Governance beyond regulation: How corporate models can contribute to responsible artificial intelligence?
*This is an AI-powered machine translation of the original text in Portuguese.
**The image used in this article was created by a generative artificial intelligence.
*** Coauthored with Claudia Pitta. Originally published in Jornal Jurid.
The explosion of Generative Artificial Intelligence systems this year has not only popularized this technology, which was already experiencing rapid growth but has also increased awareness and concern about its risks and potential social impacts. It has transformed the competitive landscape in this market. According to the data intelligence site Statista, the AI software market is expected to reach $126 billion by 2025, with an annual growth rate of 35%. While traditional machine learning models initially pointed towards a scenario of broad and fragmented competition, today, with foundational models such as large language models (LLMs), there seems to be a trend towards platformization, similar to what happened on the internet. This is because such large-scale models require significant computational processing power, a massive volume of high-quality and diverse data, and highly skilled and knowledgeable developers, all of which are high-cost assets. AI applications are expected to be developed from or enhanced by foundational models and fine-tuned for specific data domains, creating ecosystems with developers (complementors) orbiting around major providers of foundational models (orchestrators).
As artificial intelligence is set to be incorporated into various products across diverse markets and potentially used for data analysis to define competitive and marketing strategies, the concentration of economic power in AI could have future implications across various markets, perhaps in all of them.
In this scenario, beyond the challenge of ensuring reliable, responsible, and fair systems, AI poses another challenge to the corporate governance of companies that develop and operate these technologies: the potential market concentration. The greater the power held by dominant companies, the broader the applications derived from foundational models, and the greater the risks, the higher the demands for integrity, transparency, responsibility, fairness, and sustainability placed upon them.
Those who think that responsible development and use of AI depend solely on restrictive state regulation are mistaken. Considering the natural fear and distrust of users and those affected by a technology that mimics human capabilities, the reliability and responsibility of AI systems should be key elements in shaping the attractiveness of products, perhaps even more important than their performance. On the other hand, corporations themselves also have the ethical duty to develop self-regulation mechanisms and governance that guide the development of AI for the common good, as we are dealing with a technology capable of profoundly transforming economic, social, and human culture relationships. As stated in the 2020 World Economic Forum Manifesto, a company is "more than an economic unit generating wealth"; "it satisfies human and social aspirations as part of a broader social system."
It is not surprising, therefore, that two of the main competitors of OpenAI, Anthropic and Inflection AI, are established as Public Benefit Corporations, a special corporate model provided for in the legislation of some U.S. states and other countries. In Delaware law, a Public Benefit Corporation is "a for-profit corporation that is intended to produce public benefit(s) and to operate in a responsible and sustainable manner," meaning it assumes the statutory obligation (and therefore enforceable by any stakeholder) to generate public benefit(s) alongside returns for shareholders.

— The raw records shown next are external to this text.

#[tokio::test]
async fn test_position_not_an_integer() {
    let app = scenario_app();
    let (status, invalid) = get_json(app.clone(), "/api/images/position/abc").await;
    let (_, range) = get_json(app, "/api/images/position/99").await;

    assert_eq!(status, StatusCode::BAD_REQUEST);
    assert_eq!(invalid["status"], "error");
    assert_ne!(invalid["message"], range["message"]);
    assert_ne!(invalid["code"], range["code"]);
}

#[tokio::test]
async fn test_position_on_empty_set_is_404() {
    let (status, _) = get_json(app_with(MemoryImageStore::missing()), "/api/images/position/0").await;
    assert_eq!(status, StatusCode::NOT_FOUND);
}

#[tokio::test]
async fn test_position_image_format_error_stays_json() {
    let (status, json) = get_json(scenario_app(), "/api/images/position/10?format=image").await;
    assert_eq!(status, StatusCode::BAD_REQUEST);
    assert_eq!(json["status"], "error");
}

#[tokio::test]
async fn test_unknown_format_falls_back_to_json() {
    let (status, json) = get_json(scenario_app(), "/api/images/position/0?format=xml").await;
    assert_eq!(status, StatusCode::OK);
    assert_eq!(json["image"], "/a.jpg");
}

// ============================================================================
// Errors, Routing & Diagnostics
// ============================================================================

#[tokio::test]
async fn test_store_failure_is_500_json() {
    let (status, json) = get_json(app_with(MemoryImageStore::unavailable()), "/api/images").await;

    assert_eq!(status, StatusCode::INTERNAL_SERVER_ERROR);
    assert_eq!(json["status"], "error");
    assert_eq!(json["code"], "STORE_UNAVAILABLE");
}

#[tokio::test]
async fn test_unknown_path_is_404_json() {
    let (status, json) = get_json(scenario_app(), "/api/nothing-here").await;

    assert_eq!(status, StatusCode::NOT_FOUND);
    assert_eq!(json["status"], "error");
    assert_eq!(json["code"], "NOT_FOUND");
}

#[tokio::test]
async fn test_index_page() {
    for uri in ["/", "/index.html"] {
        let response = get(scenario_app(), uri).await;
        assert_eq!(response.status(), StatusCode::OK);
        let content_type = response.headers()[header::CONTENT_TYPE].to_str().unwrap();
        assert!(content_type.starts_with("text/html"));
    }
}

#[tokio::test]
async fn test_index_image_format_redirects() {
    let app = app_with(MemoryImageStore::from_records(["/only.jpg"]));
    let response = get(app, "/?format=image").await;

    assert_eq!(response.status(), StatusCode::PERMANENT_REDIRECT);
    assert_eq!(response.headers()[header::LOCATION], "https://bing.com/only.jpg");
}

#[tokio::test]
async fn test_debug_reports_store_state() {
    let (status, json) = get_json(scenario_app(), "/api/debug").await;

    assert_eq!(status, StatusCode::OK);
    assert_eq!(json["store_connection"], "success");
    assert_eq!(json["set_key"], "bing_images");
    assert_eq!(json["set_exists"], true);
    assert_eq!(json["image_count"], 3);
    assert_eq!(json["sample_images"].as_array().unwrap().len(), 3);
    assert!(json["environment_vars"]["REDIS_HOST_set"].is_boolean());
}

#[tokio::test]
async fn test_debug_store_failure() {
    let (status, json) = get_json(app_with(MemoryImageStore::unavailable()), "/api/debug").await;

    assert_eq!(status, StatusCode::INTERNAL_SERVER_ERROR);
    assert!(json["error"].is_string());
    assert!(json["environment_vars"].is_object());
}

#[tokio::test]
async fn test_openapi_document() {
    let (status, json) = get_json(scenario_app(), "/api-docs/openapi.json").await;

    assert_eq!(status, StatusCode::OK);
    assert!(json["paths"]["/api/images/position/{position}"].is_object());
    assert!(json["paths"]["/health"].is_object());
}

#[tokio::test]
async fn test_position_trailing_slash_is_invalid() {
    for uri in ["/api/images/position/1/", "/api/images/position/"] {
        let (status, json) = get_json(scenario_app(), uri).await;
        assert_eq!(status, StatusCode::BAD_REQUEST, "{uri}");
        assert_eq!(json["code"], "INVALID_POSITION");
    }
}

// ============================================================================
// Cross-Origin, Rate Limit and Timeout Tests
// ============================================================================

#[tokio::test]
async fn test_json_responses_allow_any_origin() {
    for uri in ["/api/images", "/api/images/latest", "/health", "/api/nothing-here"] {
        let response = get(scenario_app(), uri).await;
        assert_eq!(
            response.headers()[header::ACCESS_CONTROL_ALLOW_ORIGIN],
            "*",
            "{uri}"
        );
    }

    let response = get(app_with(MemoryImageStore::unavailable()), "/api/images").await;
    assert_eq!(response.status(), StatusCode::INTERNAL_SERVER_ERROR);
    assert_eq!(response.headers()[header::ACCESS_CONTROL_ALLOW_ORIGIN], "*");
}

fn from_client(uri: &str) -> Request<Body> {
    let mut request = Request::builder().uri(uri).body(Body::empty()).unwrap();
    request
        .extensions_mut()
        .insert(ConnectInfo(SocketAddr::from(([10, 0, 0, 7], 40000))));
    request
}

#[tokio::test]
async fn test_rate_limited_response_is_json_with_cors() {
    let config = Config {
        rate_limit_enabled: true,
        rate_limit_per_sec: 1,
        rate_limit_burst: 1,
        ..Config::default()
    };
    let store = MemoryImageStore::from_records(["/a.jpg"]);
    let app = create_router_with_config(AppState::new(Arc::new(store)), &config);

    let first = app.clone().oneshot(from_client("/api/images")).await.unwrap();
    assert_eq!(first.status(), StatusCode::OK);

    let second = app.oneshot(from_client("/api/images")).await.unwrap();
    assert_eq!(second.status(), StatusCode::TOO_MANY_REQUESTS);
    assert_eq!(second.headers()[header::ACCESS_CONTROL_ALLOW_ORIGIN], "*");
    assert!(second.headers().contains_key(header::RETRY_AFTER));

    let json = body_json(second).await;
    assert_eq!(json["status"], "error");
    assert_eq!(json["code"], "RATE_LIMITED");
}

/// Store whose reads never finish in time.
struct StalledStore;

#[async_trait]
impl ImageStore for StalledStore {
    async fn ping(&self) -> Result<(), StoreError> {
        Ok(())
    }

    async fn exists(&self) -> Result<bool, StoreError> {
        Ok(true)
    }

    async fn cardinality(&self) -> Result<usize, StoreError> {
        Ok(1)
    }

    async fn members(&self) -> Result<Vec<String>, StoreError> {
        tokio::time::sleep(Duration::from_secs(30)).await;
        Ok(vec!["/late.jpg".to_string()])
    }

    async fn random_members(&self, _count: usize) -> Result<Vec<String>, StoreError> {
        Ok(Vec::new())
    }

    fn set_key(&self) -> &str {
        "bing_images"
    }
}

#[tokio::test]
async fn test_request_timeout_is_json_with_cors() {
    let config = Config {
        timeout_secs: 1,
        ..Config::default()
    };
    let app = create_router_with_config(AppState::new(Arc::new(StalledStore)), &config);

    let response = get(app, "/api/images").await;
    assert_eq!(response.status(), StatusCode::REQUEST_TIMEOUT);
    assert_eq!(response.headers()[header::ACCESS_CONTROL_ALLOW_ORIGIN], "*");

    let json = body_json(response).await;
    assert_eq!(json["status"], "error");
    assert_eq!(json["code"], "REQUEST_TIMEOUT");
}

Given the potential benefits of technology for various fields of human development, the risks to fundamental rights, and a potential market concentration, at least for foundational models, it makes sense for such orchestrating companies to take the lead, at least within the ecosystem of applications derived from their models, for the responsible and sustainable development and operation of artificial intelligence, for the benefit of the public and humanity. Although experience shows that this commitment is not sufficient, it is certainly a good start. Benefit Corporations legislation requires a higher degree of transparency and accountability, allowing scrutiny by society at large.
Recognizing this leadership responsibility, some of these companies publicly committed to the U.S. government in July of this year to develop secure and reliable systems, adopting a series of measures in that direction. It is also noteworthy the open innovation initiative by some major providers, opening foundational models to independent developers, which can increase the reliability of systems and even bring more competition.
Other initiatives are already being tested to seek alignment of major AI companies with societal concerns, such as special capital structures, limitation of dividend distribution, statutory commitments, accountability, monitoring bodies, and various other governance and self-regulation mechanisms.
AI poses new challenges of ethics and governance. It is the responsibility of civil society, academia, and the private sector to discuss the issue, create alternatives, and pressure companies to assume and fulfill ethical commitments to the responsible development of AI. At the same time, balanced regulation reflecting the interests of different stakeholders and not hindering technology development should be demanded from governments. We are all participants in this future under construction.